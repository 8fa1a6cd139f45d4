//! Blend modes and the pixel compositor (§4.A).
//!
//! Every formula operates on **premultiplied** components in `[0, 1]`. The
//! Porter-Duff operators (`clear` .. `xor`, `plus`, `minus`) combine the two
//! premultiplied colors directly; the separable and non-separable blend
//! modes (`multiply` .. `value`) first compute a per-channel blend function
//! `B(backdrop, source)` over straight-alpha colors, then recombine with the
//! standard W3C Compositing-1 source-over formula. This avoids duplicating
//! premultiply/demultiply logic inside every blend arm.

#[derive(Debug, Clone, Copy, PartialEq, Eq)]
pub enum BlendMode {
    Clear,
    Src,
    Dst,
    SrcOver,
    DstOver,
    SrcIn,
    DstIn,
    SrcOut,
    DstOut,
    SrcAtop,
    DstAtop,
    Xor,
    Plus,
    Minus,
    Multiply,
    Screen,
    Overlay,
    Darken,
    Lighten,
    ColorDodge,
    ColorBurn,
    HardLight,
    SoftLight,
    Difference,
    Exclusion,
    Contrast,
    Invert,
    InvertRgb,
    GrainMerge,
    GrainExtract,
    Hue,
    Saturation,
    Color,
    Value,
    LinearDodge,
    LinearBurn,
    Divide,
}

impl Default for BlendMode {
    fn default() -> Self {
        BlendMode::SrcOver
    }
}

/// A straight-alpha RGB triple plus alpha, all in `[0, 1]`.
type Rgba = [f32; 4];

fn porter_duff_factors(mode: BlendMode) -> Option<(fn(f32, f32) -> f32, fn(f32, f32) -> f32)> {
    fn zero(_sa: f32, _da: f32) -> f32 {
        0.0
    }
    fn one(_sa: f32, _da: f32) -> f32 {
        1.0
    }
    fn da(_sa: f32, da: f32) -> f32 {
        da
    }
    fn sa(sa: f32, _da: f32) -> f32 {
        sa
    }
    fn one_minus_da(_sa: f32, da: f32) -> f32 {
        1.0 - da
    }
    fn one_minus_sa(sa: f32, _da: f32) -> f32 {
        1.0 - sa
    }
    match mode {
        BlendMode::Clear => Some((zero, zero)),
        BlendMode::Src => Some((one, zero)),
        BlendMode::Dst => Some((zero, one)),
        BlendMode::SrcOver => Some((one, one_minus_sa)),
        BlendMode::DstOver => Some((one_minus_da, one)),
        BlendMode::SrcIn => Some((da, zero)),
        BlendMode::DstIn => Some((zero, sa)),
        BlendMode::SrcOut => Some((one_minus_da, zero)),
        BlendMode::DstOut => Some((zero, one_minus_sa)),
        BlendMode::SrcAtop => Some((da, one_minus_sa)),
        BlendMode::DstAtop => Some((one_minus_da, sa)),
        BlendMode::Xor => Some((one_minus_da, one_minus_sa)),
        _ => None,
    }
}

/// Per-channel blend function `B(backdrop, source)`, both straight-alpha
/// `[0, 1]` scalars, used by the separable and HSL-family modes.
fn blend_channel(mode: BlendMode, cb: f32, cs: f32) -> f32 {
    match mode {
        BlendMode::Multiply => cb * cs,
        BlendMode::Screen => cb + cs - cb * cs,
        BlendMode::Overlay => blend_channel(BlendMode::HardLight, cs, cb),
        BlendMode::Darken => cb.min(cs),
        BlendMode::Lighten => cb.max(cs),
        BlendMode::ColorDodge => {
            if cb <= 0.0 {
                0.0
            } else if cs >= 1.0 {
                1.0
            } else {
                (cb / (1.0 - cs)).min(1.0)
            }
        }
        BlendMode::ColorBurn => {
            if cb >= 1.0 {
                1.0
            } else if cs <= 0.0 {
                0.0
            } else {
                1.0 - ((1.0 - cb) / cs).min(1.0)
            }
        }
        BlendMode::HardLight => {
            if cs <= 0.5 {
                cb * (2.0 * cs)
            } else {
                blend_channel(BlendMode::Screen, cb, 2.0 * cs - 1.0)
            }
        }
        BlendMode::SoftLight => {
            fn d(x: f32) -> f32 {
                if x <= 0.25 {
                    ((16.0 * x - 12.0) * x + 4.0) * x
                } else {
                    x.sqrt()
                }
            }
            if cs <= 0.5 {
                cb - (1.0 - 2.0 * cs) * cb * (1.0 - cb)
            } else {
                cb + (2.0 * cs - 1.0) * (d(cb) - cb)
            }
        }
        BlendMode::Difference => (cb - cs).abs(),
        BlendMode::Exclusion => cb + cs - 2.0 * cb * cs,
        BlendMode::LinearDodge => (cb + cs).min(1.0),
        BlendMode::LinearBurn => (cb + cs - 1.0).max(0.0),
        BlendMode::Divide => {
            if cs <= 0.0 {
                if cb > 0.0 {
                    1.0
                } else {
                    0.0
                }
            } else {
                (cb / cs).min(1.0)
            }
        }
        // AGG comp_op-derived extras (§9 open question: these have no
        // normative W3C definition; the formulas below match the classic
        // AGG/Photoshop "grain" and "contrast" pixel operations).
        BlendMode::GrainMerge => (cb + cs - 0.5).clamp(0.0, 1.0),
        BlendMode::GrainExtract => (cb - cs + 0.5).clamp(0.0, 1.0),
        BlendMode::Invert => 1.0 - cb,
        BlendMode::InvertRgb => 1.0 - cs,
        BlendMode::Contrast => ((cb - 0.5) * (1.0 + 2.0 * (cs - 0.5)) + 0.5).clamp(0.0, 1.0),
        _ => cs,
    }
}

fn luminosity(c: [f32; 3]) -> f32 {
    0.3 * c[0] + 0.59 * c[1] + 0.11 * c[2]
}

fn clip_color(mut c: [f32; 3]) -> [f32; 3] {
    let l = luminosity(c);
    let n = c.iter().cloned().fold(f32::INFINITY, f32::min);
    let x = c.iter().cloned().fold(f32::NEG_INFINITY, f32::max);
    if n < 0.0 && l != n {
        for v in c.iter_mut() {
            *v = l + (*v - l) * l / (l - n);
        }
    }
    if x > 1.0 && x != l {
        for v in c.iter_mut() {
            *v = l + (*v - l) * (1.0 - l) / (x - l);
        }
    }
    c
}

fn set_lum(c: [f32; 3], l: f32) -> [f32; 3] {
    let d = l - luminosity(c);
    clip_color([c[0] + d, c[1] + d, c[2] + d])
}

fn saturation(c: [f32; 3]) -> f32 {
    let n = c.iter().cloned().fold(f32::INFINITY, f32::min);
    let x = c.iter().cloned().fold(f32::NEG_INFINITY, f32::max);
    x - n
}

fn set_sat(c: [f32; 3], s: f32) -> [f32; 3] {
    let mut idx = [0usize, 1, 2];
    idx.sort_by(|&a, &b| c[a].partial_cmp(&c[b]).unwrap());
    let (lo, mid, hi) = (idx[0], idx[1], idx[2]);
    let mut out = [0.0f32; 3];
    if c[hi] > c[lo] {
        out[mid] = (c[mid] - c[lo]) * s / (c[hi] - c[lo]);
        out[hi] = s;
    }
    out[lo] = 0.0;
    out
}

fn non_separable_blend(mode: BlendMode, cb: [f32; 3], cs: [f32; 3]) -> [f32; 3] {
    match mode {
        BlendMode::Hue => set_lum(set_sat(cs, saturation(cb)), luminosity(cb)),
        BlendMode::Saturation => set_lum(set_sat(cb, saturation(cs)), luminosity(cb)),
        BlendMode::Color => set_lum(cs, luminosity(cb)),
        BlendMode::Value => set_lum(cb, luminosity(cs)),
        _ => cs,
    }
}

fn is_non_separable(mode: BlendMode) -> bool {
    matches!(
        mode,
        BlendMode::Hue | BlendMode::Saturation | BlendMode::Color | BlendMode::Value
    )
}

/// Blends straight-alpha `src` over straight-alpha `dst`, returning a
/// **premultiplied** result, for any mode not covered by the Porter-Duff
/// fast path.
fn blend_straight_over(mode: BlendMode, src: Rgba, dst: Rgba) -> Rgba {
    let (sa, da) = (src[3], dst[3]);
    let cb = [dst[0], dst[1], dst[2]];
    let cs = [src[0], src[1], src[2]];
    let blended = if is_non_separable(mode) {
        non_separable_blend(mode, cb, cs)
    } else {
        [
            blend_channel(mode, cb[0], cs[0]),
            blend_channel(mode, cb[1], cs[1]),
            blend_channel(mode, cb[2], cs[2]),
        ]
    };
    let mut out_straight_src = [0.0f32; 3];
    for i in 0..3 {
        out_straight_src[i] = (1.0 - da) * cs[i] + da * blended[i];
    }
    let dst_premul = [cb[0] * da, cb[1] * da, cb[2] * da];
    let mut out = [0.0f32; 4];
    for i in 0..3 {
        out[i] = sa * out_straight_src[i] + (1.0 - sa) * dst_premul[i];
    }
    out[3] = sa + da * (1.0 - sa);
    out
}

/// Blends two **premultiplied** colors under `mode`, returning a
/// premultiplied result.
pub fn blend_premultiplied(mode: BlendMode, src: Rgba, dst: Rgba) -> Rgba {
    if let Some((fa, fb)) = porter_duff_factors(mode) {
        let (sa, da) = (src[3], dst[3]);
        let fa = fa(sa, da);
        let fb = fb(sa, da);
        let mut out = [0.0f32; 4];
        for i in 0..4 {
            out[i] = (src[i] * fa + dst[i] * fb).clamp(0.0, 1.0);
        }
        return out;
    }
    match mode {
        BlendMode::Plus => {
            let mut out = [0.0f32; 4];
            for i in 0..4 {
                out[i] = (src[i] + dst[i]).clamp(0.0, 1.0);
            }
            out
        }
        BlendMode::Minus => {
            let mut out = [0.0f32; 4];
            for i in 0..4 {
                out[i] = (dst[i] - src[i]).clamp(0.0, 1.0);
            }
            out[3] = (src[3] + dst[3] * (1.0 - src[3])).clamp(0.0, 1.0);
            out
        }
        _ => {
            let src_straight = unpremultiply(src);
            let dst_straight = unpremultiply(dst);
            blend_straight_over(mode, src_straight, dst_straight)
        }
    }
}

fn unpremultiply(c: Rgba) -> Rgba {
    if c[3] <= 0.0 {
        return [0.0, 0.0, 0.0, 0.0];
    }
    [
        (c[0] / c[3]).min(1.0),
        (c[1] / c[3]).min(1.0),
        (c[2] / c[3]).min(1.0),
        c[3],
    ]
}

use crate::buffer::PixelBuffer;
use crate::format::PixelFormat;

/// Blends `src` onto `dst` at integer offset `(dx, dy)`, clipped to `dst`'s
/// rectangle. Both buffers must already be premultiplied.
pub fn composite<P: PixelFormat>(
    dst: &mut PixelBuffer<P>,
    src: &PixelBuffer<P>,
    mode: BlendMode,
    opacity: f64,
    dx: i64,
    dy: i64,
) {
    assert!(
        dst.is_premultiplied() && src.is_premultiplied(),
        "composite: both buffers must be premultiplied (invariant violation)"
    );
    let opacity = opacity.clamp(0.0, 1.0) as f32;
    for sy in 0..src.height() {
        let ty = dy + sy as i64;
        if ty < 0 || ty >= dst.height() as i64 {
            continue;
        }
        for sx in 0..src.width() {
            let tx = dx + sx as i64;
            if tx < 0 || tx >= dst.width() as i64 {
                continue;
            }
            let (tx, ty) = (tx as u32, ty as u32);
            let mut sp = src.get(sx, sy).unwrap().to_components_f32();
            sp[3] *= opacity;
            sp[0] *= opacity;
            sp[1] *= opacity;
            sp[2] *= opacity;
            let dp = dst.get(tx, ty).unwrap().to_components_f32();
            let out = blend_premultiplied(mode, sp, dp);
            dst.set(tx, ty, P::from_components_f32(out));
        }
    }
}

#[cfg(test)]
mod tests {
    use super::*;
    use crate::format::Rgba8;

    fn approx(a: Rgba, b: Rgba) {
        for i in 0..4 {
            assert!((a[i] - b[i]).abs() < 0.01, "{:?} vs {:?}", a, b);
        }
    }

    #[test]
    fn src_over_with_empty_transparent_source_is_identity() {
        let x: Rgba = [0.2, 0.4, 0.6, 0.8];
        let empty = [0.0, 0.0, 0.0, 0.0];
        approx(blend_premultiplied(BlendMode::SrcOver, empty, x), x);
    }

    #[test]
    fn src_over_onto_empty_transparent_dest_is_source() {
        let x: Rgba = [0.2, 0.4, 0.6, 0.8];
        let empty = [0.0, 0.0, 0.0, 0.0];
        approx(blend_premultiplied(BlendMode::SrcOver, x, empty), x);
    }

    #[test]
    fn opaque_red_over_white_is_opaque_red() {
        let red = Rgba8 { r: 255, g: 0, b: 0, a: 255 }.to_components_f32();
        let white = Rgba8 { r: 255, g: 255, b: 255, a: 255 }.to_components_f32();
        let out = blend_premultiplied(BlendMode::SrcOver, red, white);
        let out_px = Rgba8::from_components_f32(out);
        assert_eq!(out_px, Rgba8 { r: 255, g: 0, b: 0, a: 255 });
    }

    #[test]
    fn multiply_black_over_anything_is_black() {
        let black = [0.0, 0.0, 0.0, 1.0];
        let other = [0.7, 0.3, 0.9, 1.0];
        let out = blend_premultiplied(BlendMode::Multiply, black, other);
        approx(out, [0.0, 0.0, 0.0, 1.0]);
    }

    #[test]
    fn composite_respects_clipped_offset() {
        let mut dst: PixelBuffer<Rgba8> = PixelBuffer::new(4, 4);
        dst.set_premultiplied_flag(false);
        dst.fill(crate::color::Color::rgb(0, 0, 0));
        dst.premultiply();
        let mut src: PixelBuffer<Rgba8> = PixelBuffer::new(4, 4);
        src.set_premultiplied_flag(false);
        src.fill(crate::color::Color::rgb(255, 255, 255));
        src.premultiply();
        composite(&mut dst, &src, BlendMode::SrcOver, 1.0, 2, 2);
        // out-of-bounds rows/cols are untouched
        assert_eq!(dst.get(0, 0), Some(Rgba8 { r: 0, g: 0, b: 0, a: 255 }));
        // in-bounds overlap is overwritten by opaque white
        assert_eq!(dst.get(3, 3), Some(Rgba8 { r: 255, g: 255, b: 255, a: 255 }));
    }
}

☆ ☆ ☆ ☆ ☆ ☆ ☆

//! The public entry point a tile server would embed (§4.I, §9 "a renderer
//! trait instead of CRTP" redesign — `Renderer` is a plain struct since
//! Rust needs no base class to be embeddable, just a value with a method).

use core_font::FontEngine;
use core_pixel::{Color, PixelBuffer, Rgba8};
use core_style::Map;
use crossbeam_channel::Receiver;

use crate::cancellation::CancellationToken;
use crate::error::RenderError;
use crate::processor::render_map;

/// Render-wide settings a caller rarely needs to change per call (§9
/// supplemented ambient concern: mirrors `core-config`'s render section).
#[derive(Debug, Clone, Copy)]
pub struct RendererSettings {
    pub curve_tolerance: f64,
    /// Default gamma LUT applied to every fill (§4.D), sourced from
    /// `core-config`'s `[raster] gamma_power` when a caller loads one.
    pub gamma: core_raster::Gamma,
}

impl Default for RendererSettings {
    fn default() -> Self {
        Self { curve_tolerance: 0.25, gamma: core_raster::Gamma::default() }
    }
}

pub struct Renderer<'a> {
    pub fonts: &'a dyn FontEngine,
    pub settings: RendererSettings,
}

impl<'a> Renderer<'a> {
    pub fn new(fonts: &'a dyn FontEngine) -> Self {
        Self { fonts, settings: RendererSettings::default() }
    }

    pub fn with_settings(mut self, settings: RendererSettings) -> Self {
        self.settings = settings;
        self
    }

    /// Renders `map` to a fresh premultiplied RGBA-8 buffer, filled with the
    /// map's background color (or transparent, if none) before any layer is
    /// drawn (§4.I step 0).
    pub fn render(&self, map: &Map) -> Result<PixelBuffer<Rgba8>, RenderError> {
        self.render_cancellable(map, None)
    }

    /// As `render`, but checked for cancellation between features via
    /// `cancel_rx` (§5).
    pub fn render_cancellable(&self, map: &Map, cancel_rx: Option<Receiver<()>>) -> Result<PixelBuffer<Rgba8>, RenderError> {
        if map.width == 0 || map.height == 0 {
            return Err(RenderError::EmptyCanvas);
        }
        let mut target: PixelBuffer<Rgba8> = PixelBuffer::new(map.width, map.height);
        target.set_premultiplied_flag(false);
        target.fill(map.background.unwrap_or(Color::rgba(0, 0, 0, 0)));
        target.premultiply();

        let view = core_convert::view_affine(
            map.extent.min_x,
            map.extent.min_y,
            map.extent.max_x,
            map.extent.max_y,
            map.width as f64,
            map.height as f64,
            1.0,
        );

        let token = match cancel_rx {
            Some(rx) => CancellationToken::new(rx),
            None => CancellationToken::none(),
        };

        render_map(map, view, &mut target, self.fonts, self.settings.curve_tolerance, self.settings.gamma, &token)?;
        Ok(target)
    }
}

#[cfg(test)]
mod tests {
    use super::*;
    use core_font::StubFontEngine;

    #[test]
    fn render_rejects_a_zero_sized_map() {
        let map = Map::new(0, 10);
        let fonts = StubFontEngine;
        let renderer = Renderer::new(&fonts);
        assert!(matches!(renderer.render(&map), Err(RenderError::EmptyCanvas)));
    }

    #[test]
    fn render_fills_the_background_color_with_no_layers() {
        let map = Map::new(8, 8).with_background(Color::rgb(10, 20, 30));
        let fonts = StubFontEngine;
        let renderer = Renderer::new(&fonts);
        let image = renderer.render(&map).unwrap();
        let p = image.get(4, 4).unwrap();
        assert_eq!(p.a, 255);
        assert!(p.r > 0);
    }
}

☆ ☆ ☆ ☆ ☆ ☆ ☆

__The task__: Copy each line holding the word "extent" from the listing above.

__Finished task__:
            map.extent.min_x,
            map.extent.min_y,
            map.extent.max_x,
            map.extent.max_y,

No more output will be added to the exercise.